(Beginning of Source information)

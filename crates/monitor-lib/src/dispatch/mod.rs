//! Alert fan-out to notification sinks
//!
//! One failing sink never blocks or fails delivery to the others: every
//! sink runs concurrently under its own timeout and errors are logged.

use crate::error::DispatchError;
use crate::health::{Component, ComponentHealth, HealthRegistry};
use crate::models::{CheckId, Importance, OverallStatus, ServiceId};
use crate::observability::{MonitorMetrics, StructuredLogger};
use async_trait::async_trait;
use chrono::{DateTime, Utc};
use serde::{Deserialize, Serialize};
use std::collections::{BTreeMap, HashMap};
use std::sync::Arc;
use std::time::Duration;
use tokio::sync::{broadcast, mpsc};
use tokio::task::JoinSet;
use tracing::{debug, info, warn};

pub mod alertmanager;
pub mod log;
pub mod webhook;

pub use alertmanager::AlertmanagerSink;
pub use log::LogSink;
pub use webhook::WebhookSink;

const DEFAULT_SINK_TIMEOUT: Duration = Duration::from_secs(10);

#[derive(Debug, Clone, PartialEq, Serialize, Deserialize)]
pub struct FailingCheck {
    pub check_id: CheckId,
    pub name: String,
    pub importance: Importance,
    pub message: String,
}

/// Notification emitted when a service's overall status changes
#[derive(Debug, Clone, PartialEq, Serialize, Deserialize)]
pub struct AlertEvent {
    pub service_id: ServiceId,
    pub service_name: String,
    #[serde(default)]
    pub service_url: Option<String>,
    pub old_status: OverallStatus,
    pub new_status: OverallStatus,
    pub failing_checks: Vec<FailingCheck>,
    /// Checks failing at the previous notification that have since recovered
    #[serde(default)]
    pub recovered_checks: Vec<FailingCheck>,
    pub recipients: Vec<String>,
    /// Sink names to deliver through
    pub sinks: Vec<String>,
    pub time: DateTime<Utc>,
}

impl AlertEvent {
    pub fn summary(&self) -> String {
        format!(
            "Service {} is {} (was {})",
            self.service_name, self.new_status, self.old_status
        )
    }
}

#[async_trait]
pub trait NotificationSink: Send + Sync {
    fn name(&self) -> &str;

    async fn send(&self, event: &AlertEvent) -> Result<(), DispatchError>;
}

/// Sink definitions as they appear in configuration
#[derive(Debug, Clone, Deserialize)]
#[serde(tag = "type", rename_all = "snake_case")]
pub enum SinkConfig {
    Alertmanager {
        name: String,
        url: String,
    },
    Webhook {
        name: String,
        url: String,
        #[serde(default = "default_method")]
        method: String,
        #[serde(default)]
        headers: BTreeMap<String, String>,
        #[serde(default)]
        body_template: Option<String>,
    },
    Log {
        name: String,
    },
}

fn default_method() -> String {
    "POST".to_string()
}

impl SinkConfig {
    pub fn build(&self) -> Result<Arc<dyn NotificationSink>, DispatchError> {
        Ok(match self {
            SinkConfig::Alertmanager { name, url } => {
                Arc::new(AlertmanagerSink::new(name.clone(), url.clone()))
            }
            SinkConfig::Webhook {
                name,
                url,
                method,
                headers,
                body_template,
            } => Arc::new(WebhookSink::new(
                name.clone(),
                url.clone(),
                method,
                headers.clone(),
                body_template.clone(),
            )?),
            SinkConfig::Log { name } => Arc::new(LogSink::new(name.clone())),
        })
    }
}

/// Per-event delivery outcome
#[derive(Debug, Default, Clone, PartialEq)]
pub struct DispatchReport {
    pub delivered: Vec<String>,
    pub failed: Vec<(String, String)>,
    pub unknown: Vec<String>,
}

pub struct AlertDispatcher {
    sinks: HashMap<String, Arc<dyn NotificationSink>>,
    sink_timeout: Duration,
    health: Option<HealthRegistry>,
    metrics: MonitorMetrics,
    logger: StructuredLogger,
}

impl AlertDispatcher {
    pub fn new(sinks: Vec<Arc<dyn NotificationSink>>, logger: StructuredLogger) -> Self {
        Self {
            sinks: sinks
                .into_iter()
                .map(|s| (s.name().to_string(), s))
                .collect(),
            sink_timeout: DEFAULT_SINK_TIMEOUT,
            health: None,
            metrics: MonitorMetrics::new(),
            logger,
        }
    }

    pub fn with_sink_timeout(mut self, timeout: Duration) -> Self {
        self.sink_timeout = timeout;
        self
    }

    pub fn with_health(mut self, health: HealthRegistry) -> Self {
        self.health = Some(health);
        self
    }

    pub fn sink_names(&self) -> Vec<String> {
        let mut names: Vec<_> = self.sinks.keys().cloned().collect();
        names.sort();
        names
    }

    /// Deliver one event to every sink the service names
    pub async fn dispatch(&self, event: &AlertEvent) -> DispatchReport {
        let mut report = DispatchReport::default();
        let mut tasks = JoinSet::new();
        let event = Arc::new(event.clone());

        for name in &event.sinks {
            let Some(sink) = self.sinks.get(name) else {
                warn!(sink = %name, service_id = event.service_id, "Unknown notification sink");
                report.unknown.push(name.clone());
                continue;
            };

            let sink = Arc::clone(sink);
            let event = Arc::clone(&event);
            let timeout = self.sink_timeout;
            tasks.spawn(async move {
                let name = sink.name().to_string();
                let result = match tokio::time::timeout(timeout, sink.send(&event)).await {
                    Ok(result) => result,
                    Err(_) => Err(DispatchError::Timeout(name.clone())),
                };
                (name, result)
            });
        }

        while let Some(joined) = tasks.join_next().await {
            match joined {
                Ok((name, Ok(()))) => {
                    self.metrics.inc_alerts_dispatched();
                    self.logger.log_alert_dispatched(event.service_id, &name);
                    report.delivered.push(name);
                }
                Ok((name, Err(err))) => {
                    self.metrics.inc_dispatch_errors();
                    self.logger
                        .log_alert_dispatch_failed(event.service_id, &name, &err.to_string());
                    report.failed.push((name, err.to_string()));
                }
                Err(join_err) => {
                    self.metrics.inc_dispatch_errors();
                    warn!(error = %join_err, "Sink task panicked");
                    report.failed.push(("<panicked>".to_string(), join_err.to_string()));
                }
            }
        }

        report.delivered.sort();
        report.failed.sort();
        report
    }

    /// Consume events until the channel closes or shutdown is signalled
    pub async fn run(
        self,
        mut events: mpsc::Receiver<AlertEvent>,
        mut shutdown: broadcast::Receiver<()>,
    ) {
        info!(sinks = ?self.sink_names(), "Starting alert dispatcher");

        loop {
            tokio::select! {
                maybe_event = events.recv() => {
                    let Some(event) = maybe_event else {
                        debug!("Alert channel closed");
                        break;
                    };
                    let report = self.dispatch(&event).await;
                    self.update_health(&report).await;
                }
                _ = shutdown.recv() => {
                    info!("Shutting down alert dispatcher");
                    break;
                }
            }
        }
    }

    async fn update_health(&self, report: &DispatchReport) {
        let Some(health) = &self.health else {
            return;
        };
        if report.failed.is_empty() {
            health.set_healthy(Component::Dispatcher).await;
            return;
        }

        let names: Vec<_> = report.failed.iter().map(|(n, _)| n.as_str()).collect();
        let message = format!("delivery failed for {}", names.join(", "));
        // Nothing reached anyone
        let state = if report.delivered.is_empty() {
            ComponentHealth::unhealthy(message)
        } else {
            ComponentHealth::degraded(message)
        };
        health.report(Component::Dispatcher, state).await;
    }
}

(End of Source information)

**Task requirements:**
Out of the entries, pull every line that mentions "push".

**Answer section:**
                report.unknown.push(name.clone());
                    report.delivered.push(name);
                    report.failed.push((name, err.to_string()));
                    report.failed.push(("<panicked>".to_string(), join_err.to_string()));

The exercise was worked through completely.